Les industriels de l’agroalimentaire transformateurs de produits alimentaires fabriqués à partir de produits agricoles bruts entrant dans le champ de la contractualisation instituée par la loi de modernisation de l’agriculture et de la pêche du 27 juillet 2010 (le secteur ovin ; le secteur du lait de vache et de chèvre ; le secteur des fruits et légumes frais) seraient les opérateurs visés par cette nouvelle obligation de transparence tarifaire.
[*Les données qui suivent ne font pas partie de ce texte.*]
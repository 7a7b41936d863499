use anyhow::{bail, Context, Result};
use clap::{Parser, Subcommand};
use sorter_cli::protocol::{Request, Response};
use sorter_cli::{api, server};
use sorter_core::config;
use sorter_core::models::MoveRequest;
use sorter_core::Sorter;
use std::path::PathBuf;
use std::sync::Arc;
use tokio::io::BufReader;

#[tokio::main]
async fn main() -> Result<()> {
    // stdout carries protocol output; logs go to stderr.
    tracing_subscriber::fmt().with_writer(std::io::stderr).init();

    let cli = Cli::parse();
    let cfg = config::load(cli.config.as_deref())?;
    let sorter = Arc::new(Sorter::from_config(cfg));

    match cli.command {
        Commands::Serve => {
            let stdin = BufReader::new(tokio::io::stdin());
            server::serve(sorter, stdin, tokio::io::stdout()).await
        }
        Commands::Preview { path, out, high } => run_preview(&sorter, path, out, high).await,
        command => {
            let resp = api::handle(&sorter, command.into_request()).await;
            print_response(&resp)
        }
    }
}

#[derive(Parser)]
#[command(name = "pdf-sorter")]
#[command(about = "Preview PDFs and sort them into folders", long_about = None)]
struct Cli {
    /// Path to config file (TOML, JSON or YAML)
    #[arg(short, long)]
    config: Option<String>,

    #[command(subcommand)]
    command: Commands,
}

#[derive(Subcommand)]
enum Commands {
    /// Serve JSON-lines requests on stdin/stdout
    Serve,
    /// List the PDFs in a folder
    Scan {
        folder: PathBuf,
    },
    /// Print the page count of a PDF
    Pages {
        path: PathBuf,
    },
    /// Render the first page to a JPEG file
    Preview {
        path: PathBuf,
        /// Output file
        #[arg(short, long)]
        out: PathBuf,
        /// Full-resolution color render instead of the low-res grayscale one
        #[arg(long, default_value_t = false)]
        high: bool,
    },
    /// Check a destination folder, creating it if needed
    ValidateFolder {
        path: PathBuf,
    },
    /// Move a PDF into a folder, optionally keeping only its first pages
    Move {
        source: PathBuf,
        destination_folder: PathBuf,
        /// Keep only this many leading pages (requires --backup)
        #[arg(long, default_value_t = 0)]
        keep: i64,
        /// Folder that receives a full copy before splitting
        #[arg(long)]
        backup: Option<PathBuf>,
    },
    /// Reverse a move using the paths it reported
    Undo {
        sorted_path: PathBuf,
        /// Folder the document originally lived in
        #[arg(long)]
        original_folder: PathBuf,
        /// Backup copy reported by the move
        #[arg(long)]
        backup: Option<PathBuf>,
    },
    /// Open the native folder picker and print the choice
    PickFolder,
}

impl Commands {
    fn into_request(self) -> Request {
        match self {
            Commands::Scan { folder } => Request::ScanDirectory { path: folder },
            Commands::Pages { path } => Request::PageCount { path },
            Commands::ValidateFolder { path } => Request::ValidateFolder { path },
            Commands::Move {
                source,
                destination_folder,
                keep,
                backup,
            } => Request::MovePdf(MoveRequest {
                source,
                destination_folder,
                pages_to_keep: keep,
                backup_folder: backup,
            }),
            Commands::Undo {
                sorted_path,
                original_folder,
                backup,
            } => Request::Undo {
                sorted_path,
                backup_path: backup,
                original_folder,
            },
            Commands::PickFolder => Request::PickFolder,
            Commands::Serve | Commands::Preview { .. } => {
                unreachable!("handled before request dispatch")
            }
        }
    }
}

fn print_response(resp: &Response) -> Result<()> {
    if let Some(body) = &resp.body {
        println!("{}", serde_json::to_string_pretty(body)?);
    }
    if let Some(err) = &resp.error {
        eprintln!("error ({}): {}", err.kind, err.message);
    }
    if !resp.is_success() {
        bail!("request failed with status {}", resp.status);
    }
    Ok(())
}

async fn run_preview(sorter: &Sorter, path: PathBuf, out: PathBuf, high: bool) -> Result<()> {
    let jpeg = if high {
        sorter.preview_image(&path).await?
    } else {
        use base64::Engine;
        let encoded = sorter.preview(&path).await?;
        base64::engine::general_purpose::STANDARD
            .decode(encoded.as_bytes())
            .context("decode cached preview")?
    };
    tokio::fs::write(&out, &jpeg)
        .await
        .with_context(|| format!("write {}", out.display()))?;
    println!("{}", out.display());
    Ok(())
}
A l’avenir, pour les produits issus de ces filières soumises à la contractualisation obligatoire, les conditions générales de vente de l’industriel devraient ainsi mentionner le prix prévisionnel moyen proposé par ce dernier aux producteurs. L’exposé des motifs de l’amendement précise cette notion de « prix prévisionnel moyen » en indiquant que celui-ci dépendra du « prix de cession des produits alimentaires que l’acheteur est prêt à consentir in fine au vendeur ». Là encore, le gouvernement s’est inspiré de l’une des propositions du rapport d’information du 30 mars 2016 sur l’avenir des filières d’élevage dans lequel Mme Annick Le Loch et M. Thierry Benoit proposaient de rendre obligatoire la mention d’un prix de référence pouvant être payé à l’exploitant agricole dans les conditions générales de vente des entreprises agroalimentaires destinées à la grande distribution.
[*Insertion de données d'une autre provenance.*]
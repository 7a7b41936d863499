use providers::RenderError;
use std::io;
use std::path::PathBuf;
use thiserror::Error;

#[derive(Debug, Error)]
pub enum SorterError {
    #[error("not found: {0}")]
    NotFound(PathBuf),
    #[error("not a directory: {0}")]
    NotADirectory(PathBuf),
    #[error(transparent)]
    Render(#[from] RenderError),
    #[error("split failed: {message}{}", backup_note(.backup_path))]
    Split {
        message: String,
        backup_path: Option<PathBuf>,
    },
    #[error("move failed: {message}{}", backup_note(.backup_path))]
    Move {
        message: String,
        backup_path: Option<PathBuf>,
        #[source]
        source: io::Error,
    },
    #[error("undo failed: {0}")]
    Undo(String),
    #[error("invalid byte range {start}-{end:?} for {len} byte file")]
    InvalidRange { start: u64, end: Option<u64>, len: u64 },
    #[error("{context}: {source}")]
    Io {
        context: String,
        #[source]
        source: io::Error,
    },
    #[error("worker job failed: {0}")]
    Worker(String),
}

fn backup_note(backup: &Option<PathBuf>) -> String {
    match backup {
        Some(p) => format!(" (backup kept at {})", p.display()),
        None => " (no backup was created)".to_string(),
    }
}

impl SorterError {
    /// Stable machine-readable name of the failure class.
    pub fn kind(&self) -> &'static str {
        match self {
            SorterError::NotFound(_) => "not_found",
            SorterError::NotADirectory(_) => "not_a_directory",
            SorterError::Render(_) => "render_error",
            SorterError::Split { .. } => "split_error",
            SorterError::Move { .. } => "move_error",
            SorterError::Undo(_) => "undo_error",
            SorterError::InvalidRange { .. } => "invalid_range",
            SorterError::Io { .. } => "io_error",
            SorterError::Worker(_) => "worker_error",
        }
    }

    /// Backup copy that survived a failed split or move, if any.
    pub fn backup_path(&self) -> Option<&PathBuf> {
        match self {
            SorterError::Split { backup_path, .. } | SorterError::Move { backup_path, .. } => {
                backup_path.as_ref()
            }
            _ => None,
        }
    }

    pub(crate) fn io(context: impl Into<String>, source: io::Error) -> Self {
        SorterError::Io {
            context: context.into(),
            source,
        }
    }
}

pub type Result<T, E = SorterError> = std::result::Result<T, E>;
Les sénateurs ont précisé que les critères et modalités de détermination de ce prix prévisionnel devraient faire référence à un ou plusieurs indicateurs publics de coût de production en agriculture et à un ou plusieurs indices publics des prix des produits agricoles ou alimentaires, établis par accords interprofessionnels ou, à défaut, par l’Observatoire de la formation des prix et des marges. Selon les promoteurs de l’amendement à l’origine de ces nouvelles dispositions, il s’agit d’encourager un processus de formation des prix prenant en compte, dans un premier temps, les coûts de production agricoles, la négociation entre industriels et grande distribution intervenant dans un second temps (amendement n° 146 adopté par le Sénat en séance publique avec avis défavorable du gouvernement – Stéphane Le Foll a clairement exprimé son opposition à des indices liés uniquement aux coûts de production).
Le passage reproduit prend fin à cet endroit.